O MPE destacou na manifestação diversos pontos que indicam o envolvimento de Cícero Lucena:

a) Beneficiário direto do esquema ilícito: Cícero Lucena era o principal beneficiário político do apoio eleitoral compulsório oferecido pela facção criminosa “Nova Okaida” para sua campanha à reeleição com a chapa “João Pessoa no caminho certo”.

b) Supervisão das atividades de sua esposa: Conforme indícios colhidos, Cícero mantinha constante supervisão sobre as ações de Maria Lauremília Assis de Lucena nas negociações com a facção criminosa, especialmente no direcionamento de vagas para cargos da eleição proporcional (vereadores).

c) Autor intelectual do esquema: O conjunto probatório aponta Cícero como mandante e verdadeiro autor intelectual dos objetivos perquiridos pela organização criminosa.

d) Controle sobre nomeações: O material probatório demonstra que Cícero exercia controle efetivo sobre as nomeações realizadas em decorrência dos acordos com a facção, estabelecendo critérios e prioridades.

e) Ciência do conluio criminoso: As comunicações interceptadas e documentos apreendidos indicam que o prefeito estava ciente da atuação do grupo criminoso e dos benefícios eleitorais obtidos.


Elementos usados pelo Ministério Público

a) Documentação apreendida: Um caderno encontrado na residência de Taciana Batista continha minuta de mensagem endereçada à primeira-dama, referindo-se à necessidade de aprovação e supervisão de Cícero Lucena para determinadas nomeações.

b) Comunicações interceptadas: Mensagens telefônicas e telemáticas revelaram que subordinados reportavam à primeira-dama situações que necessitavam da anuência ou ciência do prefeito.

c) Depoimentos e colaborações: Declarações prestadas por investigados indicam que o conhecimento sobre os acordos com a facção alcançava o gabinete do prefeito, com participação de assessores próximos.

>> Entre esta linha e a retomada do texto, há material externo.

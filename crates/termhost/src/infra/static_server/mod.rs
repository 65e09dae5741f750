//! Toggleable static file server whose request log is emitted as session
//! events.

use std::path::Path;
use std::path::PathBuf;
use std::sync::Arc;
use std::time::Duration;
use std::time::Instant;

use axum::Router;
use axum::extract::Request;
use axum::extract::State;
use axum::http::StatusCode;
use axum::http::Uri;
use axum::middleware;
use axum::middleware::Next;
use axum::response::IntoResponse;
use axum::response::Response;
use serde::Deserialize;
use serde::Serialize;
use termhost_common::Tint;
use termhost_common::tint;
use tokio::net::TcpListener;
use tokio::sync::Mutex;
use tokio::sync::watch;
use tokio::task::JoinHandle;
use tower_http::services::ServeDir;
use tracing::error;
use tracing::info;
use tracing::warn;

use crate::domain::IoEvent;
use crate::domain::SessionId;
use crate::usecases::ports::EventSinkHandle;

mod error;

pub use error::StaticServerError;

const SERVER_SHUTDOWN_TIMEOUT: Duration = Duration::from_secs(2);

#[derive(Debug, Clone, PartialEq, Eq, Deserialize)]
pub struct ToggleRequest {
    pub root_path: PathBuf,
    pub port: u16,
    pub default_file: String,
    pub session_id: SessionId,
}

#[derive(Debug, Clone, PartialEq, Eq, Serialize)]
#[serde(tag = "status", rename_all = "snake_case")]
pub enum ToggleOutcome {
    Started { port: u16 },
    Stopped,
    Error { message: String },
}

#[derive(Debug, Clone, PartialEq, Eq, Serialize)]
pub struct ServerInfo {
    pub port: u16,
    pub root_path: PathBuf,
    pub default_file: String,
}

struct ServerInstance {
    info: ServerInfo,
    shutdown_tx: watch::Sender<bool>,
    task: JoinHandle<()>,
}

impl ServerInstance {
    async fn stop(self) {
        let ServerInstance {
            info,
            shutdown_tx,
            mut task,
        } = self;
        let _ = shutdown_tx.send(true);
        match tokio::time::timeout(SERVER_SHUTDOWN_TIMEOUT, &mut task).await {
            Ok(Ok(())) => {}
            Ok(Err(err)) => error!(port = info.port, error = %err, "Static server task failed"),
            Err(_) => {
                warn!(
                    port = info.port,
                    timeout_ms = SERVER_SHUTDOWN_TIMEOUT.as_millis(),
                    "Static server shutdown timed out; aborting"
                );
                task.abort();
            }
        }
        info!(port = info.port, "Static server stopped");
    }
}

struct ServeState {
    root: PathBuf,
    default_file: String,
    session_id: SessionId,
    events: EventSinkHandle,
}

/// At most one server runs at a time; toggling while it listens stops it.
pub struct StaticServerToggle {
    host: String,
    events: EventSinkHandle,
    instance: Mutex<Option<ServerInstance>>,
}

impl StaticServerToggle {
    pub fn new(host: impl Into<String>, events: EventSinkHandle) -> Self {
        Self {
            host: host.into(),
            events,
            instance: Mutex::new(None),
        }
    }

    #[tracing::instrument(skip(self, request), fields(session = %request.session_id, port = request.port))]
    pub async fn toggle(&self, request: ToggleRequest) -> Result<ToggleOutcome, StaticServerError> {
        let mut instance = self.instance.lock().await;
        if let Some(running) = instance.take() {
            running.stop().await;
            return Ok(ToggleOutcome::Stopped);
        }

        if !request.root_path.is_dir() {
            return Err(StaticServerError::InvalidRoot {
                path: request.root_path,
            });
        }

        let listener = match TcpListener::bind((self.host.as_str(), request.port)).await {
            Ok(listener) => listener,
            Err(err) if err.kind() == std::io::ErrorKind::AddrInUse => {
                warn!(port = request.port, "Port already in use");
                return Ok(ToggleOutcome::Error {
                    message: format!("Port {} is already in use.", request.port),
                });
            }
            Err(source) => {
                return Err(StaticServerError::Bind {
                    port: request.port,
                    source,
                });
            }
        };
        let port = listener
            .local_addr()
            .map_err(|source| StaticServerError::Io {
                operation: "read local address",
                source,
            })?
            .port();

        let state = Arc::new(ServeState {
            root: request.root_path.clone(),
            default_file: request.default_file.clone(),
            session_id: request.session_id,
            events: Arc::clone(&self.events),
        });
        let router = build_router(state);

        let (shutdown_tx, mut shutdown_rx) = watch::channel(false);
        let server = axum::serve(listener, router).with_graceful_shutdown(async move {
            let _ = shutdown_rx.changed().await;
        });
        let task = tokio::spawn(async move {
            if let Err(err) = server.await {
                error!(port, error = %err, "Static server failed");
            }
        });

        info!(port, root = %request.root_path.display(), "Static server listening");
        *instance = Some(ServerInstance {
            info: ServerInfo {
                port,
                root_path: request.root_path,
                default_file: request.default_file,
            },
            shutdown_tx,
            task,
        });
        Ok(ToggleOutcome::Started { port })
    }

    pub async fn is_listening(&self) -> bool {
        self.instance.lock().await.is_some()
    }

    pub async fn info(&self) -> Option<ServerInfo> {
        self.instance
            .lock()
            .await
            .as_ref()
            .map(|instance| instance.info.clone())
    }

    /// Stops the server if it is running. Returns whether it was.
    pub async fn shutdown(&self) -> bool {
        match self.instance.lock().await.take() {
            Some(running) => {
                running.stop().await;
                true
            }
            None => false,
        }
    }
}

fn build_router(state: Arc<ServeState>) -> Router {
    let files = ServeDir::new(&state.root).append_index_html_on_directories(false);
    Router::new()
        .fallback_service(files)
        .layer(middleware::from_fn_with_state(state.clone(), guard_path))
        .layer(middleware::from_fn_with_state(state, log_request))
}

async fn log_request(State(state): State<Arc<ServeState>>, request: Request, next: Next) -> Response {
    let started = Instant::now();
    let method = request.method().clone();
    let path = request.uri().path().to_string();

    let response = next.run(request).await;

    let status = response.status();
    let message = format!(
        "{method} {path} {} {}ms",
        tint(status.as_str(), status_tint(status)),
        started.elapsed().as_millis()
    );
    state.events.emit(IoEvent::ServerLog {
        session_id: state.session_id,
        message,
    });
    response
}

fn status_tint(status: StatusCode) -> Tint {
    if status.is_success() {
        Tint::Green
    } else if status.is_client_error() || status.is_server_error() {
        Tint::Red
    } else {
        Tint::Yellow
    }
}

/// Refuses paths that leave the root and points directory requests at the
/// default file before `ServeDir` sees them.
async fn guard_path(
    State(state): State<Arc<ServeState>>,
    mut request: Request,
    next: Next,
) -> Response {
    match route_request(&state.root, &state.default_file, request.uri()) {
        Ok(Some(uri)) => *request.uri_mut() = uri,
        Ok(None) => {}
        Err(status) => return status.into_response(),
    }
    next.run(request).await
}

/// `Err` with 400 for undecodable paths and 403 for any `..` segment;
/// `Ok(Some(uri))` when the request names a directory under `root`.
fn route_request(root: &Path, default_file: &str, uri: &Uri) -> Result<Option<Uri>, StatusCode> {
    let decoded = urlencoding::decode(uri.path()).map_err(|_| StatusCode::BAD_REQUEST)?;
    if decoded.split(['/', '\\']).any(|segment| segment == "..") {
        return Err(StatusCode::FORBIDDEN);
    }

    let relative = decoded.trim_start_matches(['/', '\\']);
    if !root.join(relative).is_dir() {
        return Ok(None);
    }

    let path = format!(
        "{}/{}",
        uri.path().trim_end_matches('/'),
        urlencoding::encode(default_file)
    );
    let path_and_query = match uri.query() {
        Some(query) => format!("{path}?{query}"),
        None => path,
    };
    let mut parts = uri.clone().into_parts();
    parts.path_and_query = Some(path_and_query.parse().map_err(|_| StatusCode::BAD_REQUEST)?);
    Uri::from_parts(parts)
        .map(Some)
        .map_err(|_| StatusCode::BAD_REQUEST)
}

d) Coincidência temporal e circunstancial: As nomeações acordadas com a facção coincidiram com momentos estratégicos da campanha eleitoral.

e) Busca e apreensão na residência oficial: A operação de busca e apreensão na residência de Maria Lauremília, também residência oficial do prefeito, coletou elementos que apontam para o conhecimento e participação de Cícero no esquema.


Abertura do inquérito

O inquérito na Polícia Federal foi aberto após autorização do TRE-PB, a pedido da Procuradoria Regional Eleitoral, no final de agosto.

Para o procurador Renan Paes, ao analisar as provas produzidas pelo Ministério Público Eleitoral em conjunto com o Gaeco, concluiu-se que “há indícios da participação de Cícero de Lucena Filho no esquema criminoso”.

Paes, no entanto, entendeu que era necessário abrir uma nova frente de investigação para aprofundar o caso, não sendo possível à época, por exemplo, a oferta de denúncia formal contra o prefeito.

“Conforme se observa de diversas passagens do declínio do MPE, as evidências apontadas estão lastreadas em inferências de que Cícero estaria envolvido por ser o principal beneficiário político da aliança com facções criminosas e também em razão de ter dado aval, ainda que tácito, à sua esposa, para atuar como intermediária desses contatos. Embora se tratem de indícios da participação do prefeito de João Pessoa nos delitos apurados na Operação Território Livre, não existem, ainda, elementos de prova suficientes para lastrear uma acusação formal”, avaliou Renan.

No pedido de investigação, a PRE sugeriu a colheita de novos depoimentos, a decretação do afastamento do sigilo bancário, telemático e telefônico do prefeito, bem como demais diligências que a Polícia Federal entenda necessárias.